Parents and adolescents accessing hormones or puberty blockers outside of NHS authority was portrayed as bad and dangerous behaviour by those parents and adolescents, but not as a crisis of legitimacy for the NHS. While unsupervised consumption of prescription drugs can be dangerous, the Cass Review seems never to struggle with the fact that this is the NHS’s fault and seems entirely unaware that their approach blames the victims. Children need care. Parents are desperate to provide it. The NHS has proven unresponsive in the past and now it has become even harder to access care. Of course some of those desperate people are going to make bad decisions. Of course. Cass may as well have been lecturing the hungry on the ethics of stealing bread.

The report includes an informal recommendation against social transition (meaning that the text wasn’t contained within its 32 official recommendations, but embedded in a “key point”). Yet it seems never to grapple with the ethics of this. The Review insists that social transition should be considered an NHS health intervention, but what does that mean? Should the NHS have the power to forbid name changes? Nicknames? Haircuts? It also treats social transitions as creating the demand for medical transitions as the persons who socially transition are much more likely to go on to seek medical transition. Not only does the Review see medical transition as a bad outcome to be prevented, but obvious confound is obvious.

In other contexts, too, the report treats medical transition as a failure to be avoided rather than one equally valid approach among many for addressing an individual’s situation. Worse, the Review worked with groups who seek to end all medical transition around the globe, and there are a number of reasons to believe that the report shares at least partially the vision of ending trans existence. That sounds extreme but is the express goal of groups that the Review takes seriously and whose input Cass solicited.

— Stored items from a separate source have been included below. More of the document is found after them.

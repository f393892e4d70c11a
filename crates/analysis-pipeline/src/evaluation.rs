//! Oracle output normalized to White's point of view.

use std::fmt;

use chess_core::Side;
use serde::{Deserialize, Serialize};

use crate::win_probability::CENTIPAWN_CLIP;

/// Value used for forced mates on the evaluation graph
pub const MATE_DISPLAY_VALUE: i32 = 450;

/// Position evaluation. Positive centipawns favour White.
#[derive(Debug, Clone, Copy, PartialEq, Eq, Serialize, Deserialize)]
pub enum Evaluation {
    Centipawns(i32),
    /// Forced mate for `winner`; `moves == 0` means the loser is already mated
    Mate { winner: Side, moves: u32 },
    /// Drawn or dead position
    Neutral,
}

impl Evaluation {
    /// Convert a UCI-style score (relative to the side to move).
    pub fn from_side_to_move(cp: Option<i32>, mate: Option<i32>, side_to_move: Side) -> Option<Self> {
        if let Some(m) = mate {
            let winner = if m > 0 {
                side_to_move
            } else {
                side_to_move.opponent()
            };
            return Some(Evaluation::Mate {
                winner,
                moves: m.unsigned_abs(),
            });
        }
        cp.map(|c| match side_to_move {
            Side::White => Evaluation::Centipawns(c),
            Side::Black => Evaluation::Centipawns(-c),
        })
    }

    /// Mate distance signed from White's point of view. Zero means the side
    /// to move is mated.
    pub fn from_white_mate(mate: i32, side_to_move: Side) -> Self {
        let winner = match mate.signum() {
            1 => Side::White,
            -1 => Side::Black,
            _ => side_to_move.opponent(),
        };
        Evaluation::Mate {
            winner,
            moves: mate.unsigned_abs(),
        }
    }

    pub fn kind(&self) -> &'static str {
        match self {
            Evaluation::Centipawns(_) => "cp",
            Evaluation::Mate { .. } => "mate",
            Evaluation::Neutral => "neutral",
        }
    }

    /// Exactly level: a neutral verdict or a raw score of zero.
    pub fn is_neutral_zero(&self) -> bool {
        matches!(self, Evaluation::Neutral | Evaluation::Centipawns(0))
    }

    /// Value plotted on the evaluation graph: centipawns clipped to the
    /// probability model's range, mates pinned just outside it.
    pub fn display_value(&self) -> i32 {
        match self {
            Evaluation::Centipawns(cp) => (*cp).clamp(-CENTIPAWN_CLIP, CENTIPAWN_CLIP),
            Evaluation::Mate { winner: Side::White, .. } => MATE_DISPLAY_VALUE,
            Evaluation::Mate { winner: Side::Black, .. } => -MATE_DISPLAY_VALUE,
            Evaluation::Neutral => 0,
        }
    }

    /// Persisted value column. Mates always carry an explicit sign so that
    /// "mated now" keeps its winner.
    pub fn encode_value(&self) -> String {
        match self {
            Evaluation::Centipawns(cp) => cp.to_string(),
            Evaluation::Mate { winner: Side::White, moves } => format!("+{moves}"),
            Evaluation::Mate { winner: Side::Black, moves } => format!("-{moves}"),
            Evaluation::Neutral => "0".to_string(),
        }
    }

    pub fn decode(kind: &str, value: &str) -> Option<Self> {
        match kind {
            "cp" => value.parse().ok().map(Evaluation::Centipawns),
            "mate" => {
                let (winner, digits) = match value.as_bytes().first()? {
                    b'+' => (Side::White, &value[1..]),
                    b'-' => (Side::Black, &value[1..]),
                    _ => return None,
                };
                let moves = digits.parse().ok()?;
                Some(Evaluation::Mate { winner, moves })
            }
            "neutral" => Some(Evaluation::Neutral),
            _ => None,
        }
    }
}

impl fmt::Display for Evaluation {
    fn fmt(&self, f: &mut fmt::Formatter<'_>) -> fmt::Result {
        match self {
            Evaluation::Centipawns(cp) => write!(f, "{:+.2}", *cp as f64 / 100.0),
            Evaluation::Mate { winner: Side::White, moves } => write!(f, "+M{moves}"),
            Evaluation::Mate { winner: Side::Black, moves } => write!(f, "-M{moves}"),
            Evaluation::Neutral => f.write_str("draw"),
        }
    }
}

/// Win/draw/loss distribution (per mille) from White's point of view.
#[derive(Debug, Clone, Copy, PartialEq, Eq, Serialize, Deserialize)]
pub struct OutcomeCounts {
    pub win: u32,
    pub draw: u32,
    pub loss: u32,
}

impl OutcomeCounts {
    /// Convert a UCI `wdl` triple reported for the side to move.
    pub fn from_side_to_move(win: u32, draw: u32, loss: u32, side_to_move: Side) -> Self {
        match side_to_move {
            Side::White => Self { win, draw, loss },
            Side::Black => Self {
                win: loss,
                draw,
                loss: win,
            },
        }
    }

    pub fn total(&self) -> u32 {
        self.win + self.draw + self.loss
    }

    /// Expected score for White, counting a draw as half a win.
    pub fn expected_score(&self) -> Option<f64> {
        let total = self.total();
        if total == 0 {
            return None;
        }
        Some((self.win as f64 + 0.5 * self.draw as f64) / total as f64)
    }
}

/// Everything the oracle reports about one position.
#[derive(Debug, Clone, PartialEq)]
pub struct EvaluationResult {
    pub evaluation: Evaluation,
    /// Suggested move in UCI notation
    pub best_move: Option<String>,
    /// Principal continuation in UCI notation
    pub continuation: Vec<String>,
    pub outcomes: Option<OutcomeCounts>,
}

impl EvaluationResult {
    pub fn new(evaluation: Evaluation) -> Self {
        Self {
            evaluation,
            best_move: None,
            continuation: Vec::new(),
            outcomes: None,
        }
    }

    pub fn with_best_move(mut self, best_move: impl Into<String>) -> Self {
        self.best_move = Some(best_move.into());
        self
    }
}

#[cfg(test)]
mod tests {
    use super::*;

    #[test]
    fn test_side_to_move_normalization() {
        assert_eq!(
            Evaluation::from_side_to_move(Some(35), None, Side::White),
            Some(Evaluation::Centipawns(35))
        );
        assert_eq!(
            Evaluation::from_side_to_move(Some(35), None, Side::Black),
            Some(Evaluation::Centipawns(-35))
        );
        assert_eq!(
            Evaluation::from_side_to_move(None, Some(3), Side::Black),
            Some(Evaluation::Mate { winner: Side::Black, moves: 3 })
        );
        // Mate 0: the side to move is already mated
        assert_eq!(
            Evaluation::from_side_to_move(None, Some(0), Side::White),
            Some(Evaluation::Mate { winner: Side::Black, moves: 0 })
        );
        assert_eq!(Evaluation::from_side_to_move(None, None, Side::White), None);
    }

    #[test]
    fn test_white_mate_sign() {
        assert_eq!(
            Evaluation::from_white_mate(-2, Side::White),
            Evaluation::Mate { winner: Side::Black, moves: 2 }
        );
        assert_eq!(
            Evaluation::from_white_mate(0, Side::Black),
            Evaluation::Mate { winner: Side::White, moves: 0 }
        );
    }

    #[test]
    fn test_encode_decode() {
        for eval in [
            Evaluation::Centipawns(-120),
            Evaluation::Mate { winner: Side::White, moves: 0 },
            Evaluation::Mate { winner: Side::Black, moves: 0 },
            Evaluation::Mate { winner: Side::Black, moves: 7 },
            Evaluation::Neutral,
        ] {
            assert_eq!(Evaluation::decode(eval.kind(), &eval.encode_value()), Some(eval));
        }
        assert_eq!(Evaluation::decode("mate", "3"), None);
        assert_eq!(Evaluation::decode("bogus", "3"), None);
    }

    #[test]
    fn test_display_value() {
        assert_eq!(Evaluation::Centipawns(1200).display_value(), 400);
        assert_eq!(Evaluation::Centipawns(-35).display_value(), -35);
        assert_eq!(
            Evaluation::Mate { winner: Side::Black, moves: 4 }.display_value(),
            -450
        );
    }

    #[test]
    fn test_outcome_counts() {
        let counts = OutcomeCounts::from_side_to_move(600, 300, 100, Side::Black);
        assert_eq!(counts, OutcomeCounts { win: 100, draw: 300, loss: 600 });
        assert_eq!(counts.expected_score(), Some(0.25));
        assert_eq!(OutcomeCounts { win: 0, draw: 0, loss: 0 }.expected_score(), None);
    }

    #[test]
    fn test_display() {
        assert_eq!(Evaluation::Centipawns(35).to_string(), "+0.35");
        assert_eq!(Evaluation::Mate { winner: Side::Black, moves: 2 }.to_string(), "-M2");
    }
}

Before we wrap up, there’s also some truly weird Alice-in-Wonderland shit in the Report. Take this:

Innovation is important if medicine is to move forward, but there must be a proportionate level of monitoring, oversight and regulation that does not stifle progress, but prevents creep of unproven approaches into clinical practice. Innovation must draw from and contribute to the evidence base.

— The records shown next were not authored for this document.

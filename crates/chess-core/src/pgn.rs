//! PGN parsing utilities: a lightweight regex-based parser.

use std::sync::LazyLock;

use regex::Regex;

use crate::error::ChessError;
use crate::game_data::{GameData, GameMetadata};

static HEADER_RE: LazyLock<Regex> =
    LazyLock::new(|| Regex::new(r#"\[(\w+)\s+"([^"]*)"\]"#).expect("valid header regex"));
static HEADER_LINE_RE: LazyLock<Regex> =
    LazyLock::new(|| Regex::new(r"\[[^\]]*\]").expect("valid header line regex"));
static COMMENT_RE: LazyLock<Regex> =
    LazyLock::new(|| Regex::new(r"\{[^}]*\}").expect("valid comment regex"));
static MOVE_RE: LazyLock<Regex> = LazyLock::new(|| {
    Regex::new(r"[KQRBN]?[a-h]?[1-8]?x?[a-h][1-8](?:=[QRBN])?[+#]?|O-O-O|O-O")
        .expect("valid move regex")
});

/// Parse a single PGN game into a GameData struct.
pub fn parse_pgn(pgn: &str) -> Result<GameData, ChessError> {
    let mut metadata = GameMetadata {
        white: "Unknown".to_string(),
        black: "Unknown".to_string(),
        result: "*".to_string(),
        ..GameMetadata::default()
    };
    let mut setup = None;

    for cap in HEADER_RE.captures_iter(pgn) {
        let value = cap[2].to_string();
        match &cap[1] {
            "White" => metadata.white = value,
            "Black" => metadata.black = value,
            "Result" => metadata.result = value,
            "Date" => metadata.date = Some(value),
            "UTCDate" => metadata.utc_date = Some(value),
            "UTCTime" => metadata.utc_time = Some(value),
            "Termination" => metadata.termination = Some(value),
            "TimeControl" => metadata.time_control = Some(value),
            "Event" => metadata.event = Some(value),
            "Link" => metadata.link = Some(value),
            "SetUp" => setup = Some(value),
            "FEN" => metadata.start_fen = Some(value),
            _ => {}
        }
    }

    // A FEN header only counts when the game declares a custom setup
    if setup.as_deref() == Some("0") {
        metadata.start_fen = None;
    }

    let moves = extract_moves(pgn);
    if moves.is_empty() {
        return Err(ChessError::InvalidPgn("no moves found".to_string()));
    }

    Ok(GameData {
        metadata,
        moves,
        pgn: pgn.to_string(),
    })
}

/// Parse every game in a PGN file, in file order. A game that fails to
/// parse keeps its slot as an error so callers can report it.
pub fn parse_pgn_file(text: &str) -> Vec<Result<GameData, ChessError>> {
    split_games(text).iter().map(|game| parse_pgn(game)).collect()
}

/// Split a multi-game PGN text into one string per game.
/// A new game starts at a header line that follows movetext.
pub fn split_games(text: &str) -> Vec<String> {
    let mut games = Vec::new();
    let mut current = String::new();
    let mut seen_movetext = false;

    for line in text.lines() {
        let trimmed = line.trim();
        if trimmed.starts_with('[') && seen_movetext {
            games.push(std::mem::take(&mut current));
            seen_movetext = false;
        }
        if !trimmed.is_empty() && !trimmed.starts_with('[') {
            seen_movetext = true;
        }
        current.push_str(line);
        current.push('\n');
    }

    if !current.trim().is_empty() {
        games.push(current);
    }

    games
}

/// Extract SAN moves from PGN text (after removing headers, comments, variations).
fn extract_moves(pgn: &str) -> Vec<String> {
    let no_headers = HEADER_LINE_RE.replace_all(pgn, "");
    let no_comments = COMMENT_RE.replace_all(&no_headers, "");
    let mainline = strip_variations(&no_comments);

    MOVE_RE
        .find_iter(&mainline)
        .map(|m| m.as_str().to_string())
        .collect()
}

/// Drop parenthesised variations, including nested ones.
fn strip_variations(movetext: &str) -> String {
    let mut depth = 0usize;
    let mut mainline = String::with_capacity(movetext.len());
    for c in movetext.chars() {
        match c {
            '(' => depth += 1,
            ')' => depth = depth.saturating_sub(1),
            _ if depth == 0 => mainline.push(c),
            _ => {}
        }
    }
    mainline
}

#[cfg(test)]
mod tests {
    use super::*;

    const GAME: &str = r#"[Event "Live Chess"]
[White "alice"]
[Black "bob"]
[Result "1-0"]
[UTCDate "2024.09.15"]
[UTCTime "12:30:05"]
[Termination "alice won by checkmate"]

1. e4 {[%clk 0:09:58]} e5 2. Nf3 (2. Nc3 Nf6) Nc6 3. Bc4 Nf6 4. Qxf7# 1-0"#;

    #[test]
    fn test_parse_pgn_basic() {
        let game = parse_pgn(GAME).unwrap();
        assert_eq!(game.metadata.white, "alice");
        assert_eq!(game.metadata.black, "bob");
        assert_eq!(game.metadata.result, "1-0");
        assert_eq!(game.metadata.utc_date.as_deref(), Some("2024.09.15"));
        assert_eq!(game.metadata.utc_time.as_deref(), Some("12:30:05"));
        assert_eq!(
            game.metadata.termination.as_deref(),
            Some("alice won by checkmate")
        );
        assert_eq!(game.moves, vec!["e4", "e5", "Nf3", "Nc6", "Bc4", "Nf6", "Qxf7#"]);
        assert!(game.metadata.start_fen.is_none());
    }

    #[test]
    fn test_parse_pgn_without_moves() {
        let err = parse_pgn("[White \"a\"]\n[Black \"b\"]\n\n*").unwrap_err();
        assert!(matches!(err, ChessError::InvalidPgn(_)));
    }

    #[test]
    fn test_setup_fen_header() {
        let pgn = r#"[SetUp "1"]
[FEN "4k3/8/8/8/8/8/4P3/4K3 w - - 0 1"]

1. e4 Kd7 *"#;
        let game = parse_pgn(pgn).unwrap();
        assert_eq!(
            game.metadata.start_fen.as_deref(),
            Some("4k3/8/8/8/8/8/4P3/4K3 w - - 0 1")
        );
    }

    #[test]
    fn test_split_games() {
        let text = format!("{GAME}\n\n{GAME}\n");
        let games = split_games(&text);
        assert_eq!(games.len(), 2);
        assert_eq!(parse_pgn_file(&text).len(), 2);
    }

    #[test]
    fn test_nested_variations_are_skipped() {
        let game = parse_pgn("1. e4 (1. d4 (1. c4 c5) d5) e5 2. Nf3 (2. Bc4) Nc6 *").unwrap();
        assert_eq!(game.moves, vec!["e4", "e5", "Nf3", "Nc6"]);
    }

    #[test]
    fn test_unparseable_game_keeps_its_slot() {
        let text = format!("{GAME}\n\n[White \"a\"]\n[Black \"b\"]\n\n*\n\n{GAME}\n");
        let games = parse_pgn_file(&text);
        assert_eq!(games.len(), 3);
        assert!(games[0].is_ok());
        assert!(matches!(games[1], Err(ChessError::InvalidPgn(_))));
        assert!(games[2].is_ok());
    }
}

Is it just Yr Wonkette or does that sound exactly like Dolores Umbridge justifying the Ministry of Magic interfering at Hogwarts?

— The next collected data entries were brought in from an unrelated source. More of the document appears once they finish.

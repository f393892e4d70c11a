//! Move-quality analysis: walks a game position by position, asks an
//! evaluation oracle about each one, and labels every move from the change in
//! the mover's win probability. Finished analyses are cached on disk.

pub mod cache;
pub mod classification;
pub mod config;
pub mod error;
pub mod evaluation;
pub mod oracle;
pub mod pipeline;
pub mod progress;
pub mod record;
pub mod win_probability;

pub use cache::{AnalysisCache, StoreOutcome};
pub use classification::Label;
pub use config::{OracleBackend, PipelineConfig};
pub use error::{CacheError, OracleError, PipelineError};
pub use evaluation::{Evaluation, EvaluationResult, OutcomeCounts};
pub use oracle::{Oracle, RemoteOracle, StatelessOracle, StockfishEngine};
pub use pipeline::{plan_game, AnalysisSettings, Pipeline};
pub use progress::{NoProgress, Progress, ProgressSink, ProgressStatus};
pub use record::{AnalysisResult, LabelCounts, MoveRecord};
pub use win_probability::ProbabilitySource;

“Every headmaster and headmistress of Hogwarts has brought something new to the weighty task of governing this historic school, and that is as it should be, for without progress there will be stagnation and decay. There again, progress for progress's sake must be discouraged, for our tried and tested traditions often require no tinkering. A balance, then, between old and new, between permanence and change, between tradition and innovation...”

If nothing else makes clear why trans people in the UK are afraid that this Review is an extended exercise in providing political cover for the Tories to hack away at trans care, that would.

Finally, and it’s hard to quantify or clarify this, but trust us: The Cass Review does not take its own premises seriously. One example is the use of the phrase “sex of rearing” instead of “gender of rearing” as if Cass genuinely doesn’t understand the difference between sex and gender — though to the knowing it seems much more likely to be a conscious embrace of the anti-trans “gender critical” position that gender does not exist, only sex does. But also, consider this from Assigned Media:

[A] pattern appears of some papers showing a psychological benefit of the intervention, a smaller number showing no change positive or negative, and no papers showing any psychological harm. For example, in the systematic review of the evidence on puberty blockers, several included studies suggested psychological benefits to treatment in a range of areas, while a smaller number of studies found no significant impact. This was summarized in both the papers and the Report as “weak evidence” but could also be accurately described as “weak evidence (in favor of treatment).”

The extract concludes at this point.